Do include a call to action, and make sure they take away your details. Say you’ll send them the seminar notes and a bonus report (or gift) if they sign up to your newsletter. DON’T go on about how long you’ve been in business, etc. The audience won’t care; they’ll want to know what you can say that will help them with their problems.

Research online, and at your local Chamber of Commerce, networking groups, library and tourist information office. Look further afield too. Somewhere out there your prospects will be meeting in groups: overweight teenagers, smokers, vintage car buffs, metal work enthusiasts, people with no clue how to fill in a tax return, rock climbers, whatever. It’s a numbers game – try 10 and get two, and keep at it. Your reputation will spread, you’ll be seen more and more as the expert to turn to (and buy from) and your diary will be full.

Which groups could you approach that would like to hear a presentation from you, and what would you speak on?

4. Improve your sales skills

(Or improve your sales team’s skills.) Yes, this is marketing: it’s marketing through talking, either face to face, over the phone, or through the written word. Read How To Master The Art Of Selling by Tom Hopkins and books by Richard Denny and Brad Sugars. Also read books by copywriting masters such as Dan Kennedy (and also apply what you learn about selling through the written word to what you say to your prospects).

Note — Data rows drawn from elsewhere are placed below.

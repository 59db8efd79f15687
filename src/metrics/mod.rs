// Metrics module for Prometheus observability
// Author: kelexine (https://github.com/kelexine)

mod registry;

pub use registry::{
    gather_metrics, MCP_MESSAGES, REQUESTS_TOTAL, TRANSLATIONS, UPSTREAM_CALLS,
    UPSTREAM_DURATION,
};

/// Helper to record inbound request metrics
pub fn record_request(endpoint: &str, status_code: u16) {
    REQUESTS_TOTAL
        .with_label_values(&[endpoint, &status_code.to_string()])
        .inc();
}

/// Helper to record an outbound call to AMap or the translation API
pub fn record_upstream_call(service: &str, success: bool, duration_secs: f64) {
    let outcome = if success { "ok" } else { "error" };
    UPSTREAM_CALLS.with_label_values(&[service, outcome]).inc();
    UPSTREAM_DURATION
        .with_label_values(&[service])
        .observe(duration_secs);
}

pub fn record_translation(outcome: &str) {
    TRANSLATIONS.with_label_values(&[outcome]).inc();
}

pub fn record_mcp_message(method: &str) {
    MCP_MESSAGES.with_label_values(&[method]).inc();
}
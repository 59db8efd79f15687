//! Model Context Protocol surface for the geocode and weather tools.
//!
//! The same [`McpServer`] answers JSON-RPC messages posted to `/mcp` and
//! line-delimited messages on stdio (`--stdio`).
//!
//! Author: kelexine (<https://github.com/kelexine>)

pub mod protocol;
mod server;
pub mod stdio;

pub use protocol::{JsonRpcError, JsonRpcRequest, JsonRpcResponse};
pub use server::{McpServer, DEFAULT_PROTOCOL_VERSION, SERVER_NAME};
// Line-delimited stdio transport for the tool protocol
// Author: kelexine (https://github.com/kelexine)

use super::protocol::{JsonRpcResponse, PARSE_ERROR};
use super::McpServer;
use crate::error::Result;
use serde_json::Value;
use tokio::io::{AsyncBufReadExt, AsyncRead, AsyncWrite, AsyncWriteExt, BufReader};
use tracing::{debug, info, warn};

/// Serve the tool protocol on stdin/stdout until stdin closes.
pub async fn serve(server: McpServer) -> Result<()> {
    info!("Serving tool protocol on stdio");
    run(server, tokio::io::stdin(), tokio::io::stdout()).await
}

/// One JSON-RPC message per input line, one response per output line.
///
/// A line that is not valid UTF-8 gets a parse error reply; later lines are
/// still answered.
pub async fn run<R, W>(server: McpServer, reader: R, mut writer: W) -> Result<()>
where
    R: AsyncRead + Unpin,
    W: AsyncWrite + Unpin,
{
    let mut reader = BufReader::new(reader);
    let mut buf = Vec::new();

    loop {
        buf.clear();
        if reader.read_until(b'\n', &mut buf).await? == 0 {
            break;
        }

        let response = match std::str::from_utf8(&buf) {
            Ok(line) => {
                let line = line.trim();
                if line.is_empty() {
                    continue;
                }
                server.handle_message(line).await
            }
            Err(e) => {
                warn!("Tool protocol line is not valid UTF-8: {}", e);
                Some(JsonRpcResponse::failure(
                    Value::Null,
                    PARSE_ERROR,
                    format!("Parse error: {}", e),
                ))
            }
        };

        if let Some(response) = response {
            let mut payload = serde_json::to_vec(&response)?;
            payload.push(b'\n');
            writer.write_all(&payload).await?;
            writer.flush().await?;
        }
    }

    debug!("stdin closed, stopping stdio transport");
    Ok(())
}
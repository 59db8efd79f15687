// `.env` file loading with text-encoding fallback
// Author: kelexine (https://github.com/kelexine)

use std::collections::HashMap;
use std::fmt;
use std::path::{Path, PathBuf};

const UTF8_BOM: &[u8] = b"\xEF\xBB\xBF";

/// Text encodings tried, in order, when decoding a `.env` file.
#[derive(Debug, Clone, Copy, PartialEq, Eq)]
pub enum TextEncoding {
    Utf8,
    /// UTF-8 with a leading byte-order mark.
    Utf8Sig,
    Latin1,
}

impl TextEncoding {
    pub const CANDIDATES: [TextEncoding; 3] =
        [TextEncoding::Utf8, TextEncoding::Utf8Sig, TextEncoding::Latin1];

    pub fn as_str(&self) -> &'static str {
        match self {
            TextEncoding::Utf8 => "utf-8",
            TextEncoding::Utf8Sig => "utf-8-sig",
            TextEncoding::Latin1 => "latin-1",
        }
    }

    pub fn decode(&self, bytes: &[u8]) -> Option<String> {
        match self {
            TextEncoding::Utf8 => std::str::from_utf8(bytes).ok().map(str::to_string),
            TextEncoding::Utf8Sig => {
                let body = bytes.strip_prefix(UTF8_BOM).unwrap_or(bytes);
                std::str::from_utf8(body).ok().map(str::to_string)
            }
            // Every byte maps to the code point of the same value.
            TextEncoding::Latin1 => Some(bytes.iter().map(|&b| b as char).collect()),
        }
    }
}

impl fmt::Display for TextEncoding {
    fn fmt(&self, f: &mut fmt::Formatter<'_>) -> fmt::Result {
        f.write_str(self.as_str())
    }
}

/// Decode with the first candidate encoding that accepts the bytes.
pub fn decode_with_fallback(bytes: &[u8]) -> Option<(TextEncoding, String)> {
    TextEncoding::CANDIDATES
        .iter()
        .find_map(|enc| enc.decode(bytes).map(|text| (*enc, text)))
}

/// Variables read from a `.env` file.
#[derive(Debug, Clone, Default)]
pub struct EnvFile {
    pub path: PathBuf,
    pub encoding: Option<TextEncoding>,
    vars: HashMap<String, String>,
}

impl EnvFile {
    /// Read and parse `path`. A missing or undecodable file yields `None`.
    pub fn load(path: &Path) -> Option<Self> {
        let bytes = std::fs::read(path).ok()?;
        let (encoding, text) = decode_with_fallback(&bytes)?;

        Some(Self {
            path: path.to_path_buf(),
            encoding: Some(encoding),
            vars: parse(&text),
        })
    }

    pub fn from_vars(vars: HashMap<String, String>) -> Self {
        Self {
            vars,
            ..Self::default()
        }
    }

    pub fn get(&self, name: &str) -> Option<&str> {
        self.vars.get(name).map(String::as_str)
    }

    pub fn vars(&self) -> &HashMap<String, String> {
        &self.vars
    }

    pub fn len(&self) -> usize {
        self.vars.len()
    }

    pub fn is_empty(&self) -> bool {
        self.vars.is_empty()
    }
}

/// Parse `KEY=VALUE` lines. Supports `#` comments, an optional `export `
/// prefix, and single or double quoted values.
pub fn parse(contents: &str) -> HashMap<String, String> {
    let contents = contents.strip_prefix('\u{feff}').unwrap_or(contents);
    let mut vars = HashMap::new();

    for line in contents.lines() {
        let line = line.trim();
        if line.is_empty() || line.starts_with('#') {
            continue;
        }

        let line = line.strip_prefix("export ").unwrap_or(line);
        let Some((key, value)) = line.split_once('=') else {
            continue;
        };

        let key = key.trim();
        if key.is_empty() {
            continue;
        }

        vars.insert(key.to_string(), parse_value(value.trim()));
    }

    vars
}

fn parse_value(raw: &str) -> String {
    // Quoted values end at the closing quote; anything after it is ignored
    for quote in ['"', '\''] {
        if let Some(rest) = raw.strip_prefix(quote) {
            if let Some(end) = rest.find(quote) {
                return rest[..end].to_string();
            }
        }
    }

    // Unquoted values may carry a trailing comment
    match raw.find(" #") {
        Some(pos) => raw[..pos].trim_end().to_string(),
        None => raw.to_string(),
    }
}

Rather than leaping into trying all techniques at once, practice one skill at a time until it becomes second nature. Then work on the next skill. Most people aren’t prepared to put in the time to improve their sales skills, preferring to ‘wing it’, so if you’re willing to spend the time learning, you’ll have a great competitive advantage. There’s an initial investment, but thereafter your sales skills improvements can make a rapid improvement in your profits for no extra cost.

What step could you take this week improve your sales skills, and what will you start to sell?